◆ EXERCISE DESCRIPTION: Scan the material for "HostRuntime". Copy every line it appears in.

◆ THE RECORDS:
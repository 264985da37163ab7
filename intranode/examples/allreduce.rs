//! bf16 all-reduce across 4 simulated devices.
//!
//! Each rank starts with its own data. After the all-reduce, every rank
//! holds the element-wise sum of all inputs.
//!
//! ```bash
//! cargo run --example allreduce
//! ```

use half::bf16;
use intranode::{
    AllReduceAlgo, HostRuntime, IntraNodeComm, IntraNodeConfig, TensorDesc, Topology,
    bootstrap_local, fully_connected_links,
};
use std::sync::Arc;

#[tokio::main]
async fn main() -> intranode::Result<()> {
    let world_size = 4;
    let comms: Vec<Arc<IntraNodeComm>> = bootstrap_local(
        world_size,
        Topology::FullyConnected,
        &fully_connected_links(world_size),
        IntraNodeConfig::from_env(),
        Arc::new(HostRuntime::new()),
    )?
    .into_iter()
    .map(Arc::new)
    .collect();

    let count = 8usize;

    // Selection is a pure function of the request, so every rank agrees.
    let algo = comms[0].select_algorithm(&TensorDesc::bf16(count, 0))?;
    if algo == AllReduceAlgo::None {
        println!("no algorithm applies, use the fallback collective");
        return Ok(());
    }
    println!("selected {algo}");

    // rank 0: [0.0, 0.0, ...], rank 1: [1.0, 1.0, ...], etc.
    let mut handles = Vec::new();
    for comm in &comms {
        let desc = TensorDesc::bf16(count, comm.rank());
        let data = vec![bf16::from_f32(comm.rank() as f32); count];
        handles.push((comm.rank(), comm.all_reduce_async(desc, data, algo)));
    }

    for (rank, handle) in handles {
        let data = handle.wait().await?;
        println!("rank {rank}: {data:?}");
    }
    // Output (all ranks identical):
    // rank 0: [6.0, 6.0, 6.0, 6.0, 6.0, 6.0, 6.0, 6.0]
    // ...

    Ok(())
}
use std::panic::AssertUnwindSafe;
use std::sync::Arc;
use std::sync::atomic::{AtomicBool, Ordering};

use half::bf16;
use tokio::sync::{mpsc, oneshot};

use crate::error::{IntraNodeError, Result};
use crate::types::Rank;

type Job = Box<dyn FnOnce() + Send + 'static>;

/// Per-rank launch stream: submitted reductions run one at a time, in the
/// order they were issued.
///
/// Every rank pairs its n-th launch with the n-th launch of its peers, so two
/// reductions on one rank must never overlap or reorder. The worker thread
/// exits once the queue is dropped and its backlog has drained.
pub(crate) struct LaunchQueue {
    tx: mpsc::UnboundedSender<Job>,
}

impl LaunchQueue {
    pub(crate) fn start(rank: Rank) -> Result<Self> {
        let (tx, mut rx) = mpsc::unbounded_channel::<Job>();
        std::thread::Builder::new()
            .name(format!("intranode-queue-r{rank}"))
            .spawn(move || {
                while let Some(job) = rx.blocking_recv() {
                    // A panicking job drops its result sender; keep serving the rest.
                    if std::panic::catch_unwind(AssertUnwindSafe(job)).is_err() {
                        tracing::error!(rank, "all-reduce launch panicked");
                    }
                }
            })
            .map_err(|e| {
                IntraNodeError::device_with_source(
                    format!("failed to start launch queue for rank {rank}"),
                    e,
                )
            })?;
        Ok(Self { tx })
    }

    /// Enqueue `op` behind every earlier submission.
    pub(crate) fn submit(
        &self,
        op: impl FnOnce() -> Result<Vec<bf16>> + Send + 'static,
    ) -> ReduceHandle {
        let (result_tx, result_rx) = oneshot::channel();
        let finished = Arc::new(AtomicBool::new(false));
        let flag = Arc::clone(&finished);
        let job: Job = Box::new(move || {
            let result = op();
            flag.store(true, Ordering::Release);
            // The caller may have dropped its handle.
            let _ = result_tx.send(result);
        });
        if self.tx.send(job).is_err() {
            // The dropped job closes the result channel; wait() reports it.
            tracing::error!("launch queue worker is gone, reduction dropped");
        }
        ReduceHandle {
            result: result_rx,
            finished,
        }
    }
}

/// A handle to an all-reduce queued on its communicator's launch stream.
///
/// Call `wait()` to collect the reduced buffer, or check `is_finished()` to
/// poll. Dropping the handle does not cancel the launch; it still runs to
/// completion, since peer ranks are waiting on its signals.
pub struct ReduceHandle {
    result: oneshot::Receiver<Result<Vec<bf16>>>,
    finished: Arc<AtomicBool>,
}

impl ReduceHandle {
    /// Wait for the all-reduce to complete and return the reduced data.
    pub async fn wait(self) -> Result<Vec<bf16>> {
        self.result.await.map_err(|e| {
            IntraNodeError::device_with_source("all-reduce launch did not complete", e)
        })?
    }

    /// Check if the all-reduce has finished (non-blocking).
    pub fn is_finished(&self) -> bool {
        self.finished.load(Ordering::Acquire)
    }
}
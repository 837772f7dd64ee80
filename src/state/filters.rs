use tokio::sync::watch;

use crate::models::{FilterSelection, IntentFilter, RegionFilter, TimeWindow};

/// Holder of the active filter selection.
///
/// Writes go through the four setters; readers take copies with
/// [`FilterStore::selection`] or follow changes through a
/// [`watch::Receiver`] from [`FilterStore::subscribe`]. Works without a
/// running runtime.
#[derive(Debug)]
pub struct FilterStore {
    sender: watch::Sender<FilterSelection>,
}

impl Default for FilterStore {
    fn default() -> Self {
        Self::new(FilterSelection::default())
    }
}

impl FilterStore {
    pub fn new(initial: FilterSelection) -> Self {
        let (sender, _) = watch::channel(initial);
        Self { sender }
    }

    pub fn selection(&self) -> FilterSelection {
        *self.sender.borrow()
    }

    pub fn subscribe(&self) -> watch::Receiver<FilterSelection> {
        self.sender.subscribe()
    }

    pub fn set_window(&self, window: TimeWindow) {
        self.update(|selection| selection.window = window);
    }

    pub fn set_region(&self, region: RegionFilter) {
        self.update(|selection| selection.region = region);
    }

    pub fn set_intent(&self, intent: IntentFilter) {
        self.update(|selection| selection.intent = intent);
    }

    /// Back to `7d • Global • All intents`.
    pub fn reset(&self) {
        self.update(|selection| *selection = FilterSelection::default());
    }

    fn update(&self, apply: impl FnOnce(&mut FilterSelection)) {
        let changed = self.sender.send_if_modified(|selection| {
            let before = *selection;
            apply(selection);
            *selection != before
        });
        if changed {
            tracing::info!("Filter selection changed to [{}]", self.selection().summary());
        }
    }
}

◆ ANSWER BELOW:
    AllReduceAlgo, HostRuntime, IntraNodeComm, IntraNodeConfig, TensorDesc, Topology,
        Arc::new(HostRuntime::new()),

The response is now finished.